**Supplied material**

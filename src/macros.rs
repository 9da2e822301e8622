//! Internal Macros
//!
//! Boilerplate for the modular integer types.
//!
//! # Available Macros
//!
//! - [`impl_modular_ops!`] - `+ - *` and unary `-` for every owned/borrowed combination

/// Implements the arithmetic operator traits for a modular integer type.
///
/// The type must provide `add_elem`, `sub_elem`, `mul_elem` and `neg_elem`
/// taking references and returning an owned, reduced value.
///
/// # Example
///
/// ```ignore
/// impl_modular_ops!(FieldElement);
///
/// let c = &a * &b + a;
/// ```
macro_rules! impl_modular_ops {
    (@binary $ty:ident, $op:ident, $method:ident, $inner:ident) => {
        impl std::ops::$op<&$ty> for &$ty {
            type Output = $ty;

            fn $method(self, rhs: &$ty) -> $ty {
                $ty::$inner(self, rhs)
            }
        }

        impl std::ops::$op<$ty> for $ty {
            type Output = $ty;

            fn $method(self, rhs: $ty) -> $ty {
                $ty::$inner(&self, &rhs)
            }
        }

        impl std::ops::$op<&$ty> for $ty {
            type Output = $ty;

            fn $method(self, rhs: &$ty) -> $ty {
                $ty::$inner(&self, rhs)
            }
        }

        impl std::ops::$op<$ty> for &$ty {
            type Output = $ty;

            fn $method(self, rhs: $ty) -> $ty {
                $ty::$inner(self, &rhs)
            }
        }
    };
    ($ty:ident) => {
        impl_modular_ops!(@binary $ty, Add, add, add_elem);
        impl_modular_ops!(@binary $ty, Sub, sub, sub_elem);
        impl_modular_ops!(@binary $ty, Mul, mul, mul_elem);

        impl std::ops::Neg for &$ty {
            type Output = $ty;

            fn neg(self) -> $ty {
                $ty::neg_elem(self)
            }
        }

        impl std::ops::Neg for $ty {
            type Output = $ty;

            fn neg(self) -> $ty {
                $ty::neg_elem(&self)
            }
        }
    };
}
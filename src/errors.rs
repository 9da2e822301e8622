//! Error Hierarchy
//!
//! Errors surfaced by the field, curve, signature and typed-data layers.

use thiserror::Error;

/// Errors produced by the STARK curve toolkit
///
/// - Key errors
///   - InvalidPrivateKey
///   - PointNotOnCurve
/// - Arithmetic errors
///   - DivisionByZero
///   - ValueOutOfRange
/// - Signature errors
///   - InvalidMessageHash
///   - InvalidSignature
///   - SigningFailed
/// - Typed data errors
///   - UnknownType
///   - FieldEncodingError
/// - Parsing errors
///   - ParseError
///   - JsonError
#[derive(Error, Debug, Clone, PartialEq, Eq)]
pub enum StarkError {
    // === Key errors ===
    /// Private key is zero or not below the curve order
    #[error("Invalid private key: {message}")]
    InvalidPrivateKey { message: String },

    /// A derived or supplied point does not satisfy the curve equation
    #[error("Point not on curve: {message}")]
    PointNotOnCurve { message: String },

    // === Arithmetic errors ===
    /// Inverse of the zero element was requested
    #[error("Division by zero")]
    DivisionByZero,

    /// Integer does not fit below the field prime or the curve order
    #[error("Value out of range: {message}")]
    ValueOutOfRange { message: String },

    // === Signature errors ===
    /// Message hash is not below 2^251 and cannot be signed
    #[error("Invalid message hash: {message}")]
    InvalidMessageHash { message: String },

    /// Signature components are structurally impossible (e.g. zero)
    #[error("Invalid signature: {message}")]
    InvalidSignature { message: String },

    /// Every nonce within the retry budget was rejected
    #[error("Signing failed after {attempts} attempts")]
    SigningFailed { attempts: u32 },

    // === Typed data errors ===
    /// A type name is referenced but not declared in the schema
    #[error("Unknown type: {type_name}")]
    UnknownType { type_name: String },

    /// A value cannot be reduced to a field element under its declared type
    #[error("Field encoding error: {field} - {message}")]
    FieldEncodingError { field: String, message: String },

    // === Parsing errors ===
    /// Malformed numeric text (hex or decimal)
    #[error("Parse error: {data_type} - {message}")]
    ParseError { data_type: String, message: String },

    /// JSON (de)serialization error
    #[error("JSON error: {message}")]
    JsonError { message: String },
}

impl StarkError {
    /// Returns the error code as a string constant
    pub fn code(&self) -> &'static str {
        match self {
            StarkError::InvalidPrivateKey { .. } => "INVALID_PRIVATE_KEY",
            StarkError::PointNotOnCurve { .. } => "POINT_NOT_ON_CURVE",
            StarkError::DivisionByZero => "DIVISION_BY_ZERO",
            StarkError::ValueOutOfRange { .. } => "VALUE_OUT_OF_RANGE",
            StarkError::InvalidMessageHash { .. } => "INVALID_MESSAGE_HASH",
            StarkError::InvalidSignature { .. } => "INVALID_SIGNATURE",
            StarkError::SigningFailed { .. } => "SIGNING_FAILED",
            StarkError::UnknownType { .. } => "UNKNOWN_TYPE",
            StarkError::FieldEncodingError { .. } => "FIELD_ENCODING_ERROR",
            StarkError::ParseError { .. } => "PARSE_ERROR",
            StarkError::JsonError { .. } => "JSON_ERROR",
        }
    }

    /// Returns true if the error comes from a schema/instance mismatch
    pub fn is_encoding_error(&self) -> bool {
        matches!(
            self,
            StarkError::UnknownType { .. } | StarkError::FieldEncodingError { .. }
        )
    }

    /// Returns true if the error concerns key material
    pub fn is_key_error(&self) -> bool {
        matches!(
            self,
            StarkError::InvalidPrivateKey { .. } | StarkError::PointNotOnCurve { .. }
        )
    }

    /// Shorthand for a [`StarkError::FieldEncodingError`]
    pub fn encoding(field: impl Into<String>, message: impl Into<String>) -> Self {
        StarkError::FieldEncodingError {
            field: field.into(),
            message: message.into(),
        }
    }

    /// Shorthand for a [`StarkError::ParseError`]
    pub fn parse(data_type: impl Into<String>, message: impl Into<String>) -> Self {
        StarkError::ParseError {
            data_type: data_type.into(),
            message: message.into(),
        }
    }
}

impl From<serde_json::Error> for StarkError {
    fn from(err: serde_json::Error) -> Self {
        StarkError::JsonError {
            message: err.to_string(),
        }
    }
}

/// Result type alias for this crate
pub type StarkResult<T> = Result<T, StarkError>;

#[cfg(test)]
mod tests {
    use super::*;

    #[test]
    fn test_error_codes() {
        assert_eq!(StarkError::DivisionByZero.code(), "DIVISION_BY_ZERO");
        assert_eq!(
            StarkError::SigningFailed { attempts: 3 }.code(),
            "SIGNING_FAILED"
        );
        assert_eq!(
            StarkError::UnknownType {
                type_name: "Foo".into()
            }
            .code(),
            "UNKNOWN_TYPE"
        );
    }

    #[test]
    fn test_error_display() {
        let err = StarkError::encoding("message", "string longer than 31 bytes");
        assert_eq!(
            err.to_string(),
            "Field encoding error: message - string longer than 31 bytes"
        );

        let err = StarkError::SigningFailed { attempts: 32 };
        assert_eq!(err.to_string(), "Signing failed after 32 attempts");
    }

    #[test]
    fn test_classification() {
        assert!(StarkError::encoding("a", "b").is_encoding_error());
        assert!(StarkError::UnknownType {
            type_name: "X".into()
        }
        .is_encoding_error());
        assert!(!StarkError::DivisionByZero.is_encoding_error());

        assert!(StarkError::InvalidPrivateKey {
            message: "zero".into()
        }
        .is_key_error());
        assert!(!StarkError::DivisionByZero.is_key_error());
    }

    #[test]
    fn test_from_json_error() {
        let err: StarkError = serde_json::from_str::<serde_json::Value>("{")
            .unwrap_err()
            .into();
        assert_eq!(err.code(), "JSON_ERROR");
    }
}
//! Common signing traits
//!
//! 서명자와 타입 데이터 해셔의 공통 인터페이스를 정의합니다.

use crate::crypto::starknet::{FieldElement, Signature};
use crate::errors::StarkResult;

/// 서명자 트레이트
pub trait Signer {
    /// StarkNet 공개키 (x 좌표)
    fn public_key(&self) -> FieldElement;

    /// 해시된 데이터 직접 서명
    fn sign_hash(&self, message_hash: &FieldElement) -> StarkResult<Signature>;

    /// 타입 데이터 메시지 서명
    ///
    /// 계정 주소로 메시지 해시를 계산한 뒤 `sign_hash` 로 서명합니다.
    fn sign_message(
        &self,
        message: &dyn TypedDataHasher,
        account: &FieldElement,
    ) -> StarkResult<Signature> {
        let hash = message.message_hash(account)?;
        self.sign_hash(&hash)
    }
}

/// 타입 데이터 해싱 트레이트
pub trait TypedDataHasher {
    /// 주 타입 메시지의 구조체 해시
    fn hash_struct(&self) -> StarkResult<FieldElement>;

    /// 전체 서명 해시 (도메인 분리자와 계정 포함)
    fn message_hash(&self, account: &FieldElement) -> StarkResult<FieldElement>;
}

**Required action**
Looking back over the records above, in how many lines does the word "owned" occur? Give the number alone.

**Task answer**
2